Why is CLOCK_MONOTONIC any different ? According to you argumentation
it's just _BEFORE_ we started the system.

> Why would it be invalid? Because times before Epoch will not be
> used? By that logic you would have to declare all values before
> Linus' first running kernel as invalid. None of this makes sense.

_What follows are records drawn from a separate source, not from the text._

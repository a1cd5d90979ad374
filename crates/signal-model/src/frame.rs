//! Landmark frames emitted by the landmark provider.
//!
//! One frame is produced per detection cycle. Frame logs are stored as
//! JSONL: an optional `# {header}` comment line followed by one frame
//! object per line.

use serde::{Deserialize, Serialize};

use crate::sample::{Sample, TimestampNs};

/// Raw 2D eye-region coordinate reported by the landmark provider.
#[derive(Debug, Clone, Copy, PartialEq, Serialize, Deserialize)]
pub struct EyePoint {
    pub x: f64,
    pub y: f64,
}

impl EyePoint {
    pub fn new(x: f64, y: f64) -> Self {
        Self { x, y }
    }

    /// Distance of the point from the origin.
    pub fn distance(&self) -> f64 {
        euclidean_distance(self.x, self.y)
    }
}

/// `sqrt(x² + y²)`.
pub fn euclidean_distance(x: f64, y: f64) -> f64 {
    (x * x + y * y).sqrt()
}

/// Output of one landmark detection cycle.
#[derive(Debug, Clone, PartialEq, Serialize, Deserialize)]
pub struct LandmarkFrame {
    /// Monotonic nanoseconds since session start.
    #[serde(rename = "t")]
    pub time_ns: TimestampNs,

    /// Mouth-aperture distance. Absent when no face was found this cycle.
    #[serde(default, skip_serializing_if = "Option::is_none")]
    pub mouth: Option<f64>,

    /// Eye-region point, if tracked this cycle.
    #[serde(default, skip_serializing_if = "Option::is_none")]
    pub eye: Option<EyePoint>,
}

impl LandmarkFrame {
    pub fn new(time_ns: TimestampNs, mouth: f64, eye: Option<EyePoint>) -> Self {
        Self {
            time_ns,
            mouth: Some(mouth),
            eye,
        }
    }

    /// A frame with no mouth measurement.
    pub fn empty(time_ns: TimestampNs) -> Self {
        Self {
            time_ns,
            mouth: None,
            eye: None,
        }
    }

    /// Mouth-distance sample for this frame.
    pub fn mouth_sample(&self) -> Option<Sample> {
        self.mouth.map(|value| Sample::new(self.time_ns, value))
    }

    /// Eye-distance sample for this frame, stamped with the frame time.
    pub fn eye_sample(&self) -> Option<Sample> {
        self.eye.map(|p| Sample::new(self.time_ns, p.distance()))
    }
}

/// Metadata written as the first (comment) line of a frame log.
#[derive(Debug, Clone, Serialize, Deserialize)]
pub struct FrameStreamHeader {
    /// Schema version for forward compatibility.
    pub schema_version: String,

    /// Wall-clock time at session start (ISO 8601).
    pub epoch_wall: String,

    /// Nominal detection cadence of the provider (Hz).
    pub nominal_rate_hz: f64,

    /// Free-form description of where the frames came from.
    #[serde(default)]
    pub source: String,
}

/// Parse frames from JSONL content (one JSON object per line).
pub fn parse_frames(jsonl: &str) -> Result<Vec<LandmarkFrame>, serde_json::Error> {
    jsonl
        .lines()
        .map(str::trim)
        .filter(|line| !line.is_empty() && !line.starts_with('#'))
        .map(serde_json::from_str)
        .collect()
}

/// Parse the `# {header}` line of a frame log, if present.
pub fn parse_header(jsonl: &str) -> Option<FrameStreamHeader> {
    let first = jsonl.lines().map(str::trim).find(|l| !l.is_empty())?;
    let json = first.strip_prefix('#')?.trim();
    serde_json::from_str(json).ok()
}

/// Serialize frames to JSONL format.
pub fn serialize_frames(frames: &[LandmarkFrame]) -> Result<String, serde_json::Error> {
    let mut output = String::new();
    for frame in frames {
        output.push_str(&serde_json::to_string(frame)?);
        output.push('\n');
    }
    Ok(output)
}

That's utter bullshit and you know that. Every system which does not
have an RTC starts with the EPOCH and the range check is correct in
the terms of the specification:

Outside the valid range of the clock_id.

The kernel treats the range valid which it can theoretically hand back
to user space:

EPOCH <= CLOCK_REALTIME <= Y2038_or_far_away

0 <= CLOCK_MONOTONIC <= far_away

> The tv_sec in timespec is of type time_t and for absolute time
> values the same semantics as for naked time_t values applies. The
> absolute time is
> epoch + tv_sec + tv_nsec / 1000000000
>
> If tv_sec is negative these are values before epoch.
>
> If there are other interfaces with absolute timeouts they certainly
> should be changed as well.

If we'd change that, then we'd need to allow negative relative
timeouts as well and not restrict it to CLOCK_REALTIME.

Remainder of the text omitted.